# Scooby, The Wild One



## Vinnie (Sep 4, 2001)

May you from this day on run wild and free in a peaceful land of large fields and plenty of apple trees. A place where no fears can torment you and you’ll always feel safe. May you always have a toy to hold in your mouth and many other puppies to play with. May you finally rest and find that peace you’ve so desperately been searching for these past few years.








We’re sorry to have kept you longer than we should. It’s just that we didn’t want you to go so soon. We love you and will miss our special little wild one.









April 2002 - August 2008



_Anyone who's interested, if you wouldn't mind could you please post your comments on my blog? I'd like to keep it and not loose anything next time the board get's "pruned". Thanks._
Black Dog's Photoblog - Scooby's Memorial Page.


----------



## GSDTrain (Apr 21, 2008)

Vinnie, I posted on your blog.








Scooby


----------



## 3K9Mom (Jun 12, 2006)

(Me too)








Oh Scooby. Run free.


----------



## littledmc17 (Apr 9, 2008)

I am so sorry I left something on your blog







scooby


----------



## srfd44-2 (May 20, 2004)

God speed, Scooby, God speed.


----------



## Brightelf (Sep 5, 2001)

RIP sweet Scooby... peace to you.


----------



## Sean Rescue Mom (Jan 24, 2004)

My sincere sympathies to you on the loss of Scooby, RIP sweet angel.


----------



## WiscTiger (Sep 25, 2002)

Vin, my heart goes out to you and your DH. I know this was not an easy decision. Run Free Scooby man, play with all the other pups, watch over your Vin and the Crew, enjoy all the things that you couldn't when you were on this earth.

Val


----------



## elsie (Aug 22, 2001)

be at peace, scooby


----------



## sd3567 (May 16, 2005)

I am so sorry for your loss.


----------



## k9sarneko (Jan 31, 2007)

I am so sorry for your loss.


----------



## barbprzyby (May 15, 2008)

Condolences to you in this time. 
Your tribute of Scooby is touching. 
RIP Scooby


----------



## Vinnie (Sep 4, 2001)

Thank you everyone. It's so nice to read your words of comfort.


----------



## arycrest (Feb 28, 2006)

I'm so sorry for your loss of Scooby. It sounds like it was a difficult, gut-wrenching decision you made in his best interests.

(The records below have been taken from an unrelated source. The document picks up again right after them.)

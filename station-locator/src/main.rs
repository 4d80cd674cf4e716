use station_locator::domain::Station;
use station_locator::geocode::{GeocodeConfig, Geocoder, NominatimClient};
use station_locator::locator::NearestStationFinder;
use station_locator::routing::{OsrmClient, RouteConfig};
use tracing_subscriber::EnvFilter;

#[tokio::main]
async fn main() {
    tracing_subscriber::fmt()
        .with_env_filter(
            EnvFilter::try_from_default_env().unwrap_or_else(|_| EnvFilter::new("info")),
        )
        .init();

    let mut args = std::env::args().skip(1);
    let Some(address) = args.next() else {
        eprintln!("Usage: station-locator <address> [stations.json]");
        std::process::exit(2);
    };
    let stations_path = args.next();

    // Base URLs overridable for self-hosted providers
    let mut geocode_config = GeocodeConfig::default();
    if let Ok(url) = std::env::var("GEOCODE_BASE_URL") {
        geocode_config = geocode_config.with_base_url(url);
    }

    let client = NominatimClient::new(geocode_config).expect("Failed to create geocoding client");
    let geocoder = Geocoder::new(client);

    let Some(coords) = geocoder.geocode_multi_source(&address).await else {
        println!("No coordinates found for \"{address}\"");
        std::process::exit(1);
    };
    println!("{address} -> {coords}");

    let Some(path) = stations_path else {
        return;
    };

    let json = std::fs::read_to_string(&path).expect("Failed to read stations file");
    let stations: Vec<Station> =
        serde_json::from_str(&json).expect("Failed to parse stations file");

    let mut route_config = RouteConfig::default();
    if let Ok(url) = std::env::var("OSRM_BASE_URL") {
        route_config = route_config.with_base_url(url);
    }

    let router = OsrmClient::new(route_config).expect("Failed to create routing client");
    let finder = NearestStationFinder::new(&router);

    match finder.find_nearest(coords, &stations).await {
        Some(nearest) => println!(
            "Nearest station: {} ({:.0} m) - {}",
            nearest.station.name, nearest.distance, nearest.station.address
        ),
        None => println!(
            "No reachable station among {} candidate(s)",
            stations.len()
        ),
    }
}
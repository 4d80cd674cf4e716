//! Routing query result.

use super::Coordinates;

/// The result of one road-network routing query.
#[derive(Debug, Clone, PartialEq)]
pub struct RouteResult {
    /// Driving distance in meters.
    pub distance: f64,
    /// Driving duration in seconds.
    pub duration: f64,
    /// Path polyline in traversal order, `(lat, lng)` convention.
    pub coordinates: Vec<Coordinates>,
}
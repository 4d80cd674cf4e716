//! Nearest-station selection.
//!
//! A sequential linear scan over candidate stations, one routing query
//! per station. Sequential on purpose: the public routing servers are
//! rate-limited, and a driver's candidate list is small.

mod finder;

pub use finder::{NearestStation, NearestStationFinder, RouteProvider};
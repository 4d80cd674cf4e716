//! Station-locating core for an EV battery-swap network.
//!
//! Answers: "which swap station can this driver actually reach fastest?"
//! Free-text addresses are geocoded into coordinates, an OSRM server
//! provides road-network driving distances, and the locator scans the
//! candidate stations for the nearest reachable one.

pub mod domain;
pub mod geocode;
pub mod locator;
pub mod routing;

Rest in Peace handsome Scooby, run with joy at the Bridge.


----------



## BowWowMeow (May 7, 2007)

I'm very sorry for your loss. I understand how difficult it is to lose a dog so young. 

Take good care.


----------



## Qyn (Jan 28, 2005)

A gorgeous pup and and an active dog who should have many more years of love and harmony. My deepest sympathy on your loss.

RIP Scooby,







.

http://www.youtube.com/watch?v=YjQiBrNizRo


----------



## Skye'sMom (Jul 11, 2004)

Scooby, you will be much missed and long remembered.

Run free and light hearted, Scooby.


----------



## Amaruq (Aug 29, 2001)

I am sorry for your loss Vinnie and also sorry that I did not see this sooner. This has always been a hard area for me to visit and today especially so. Phoenix would have been nine today (21st). 








dear Scooby.


----------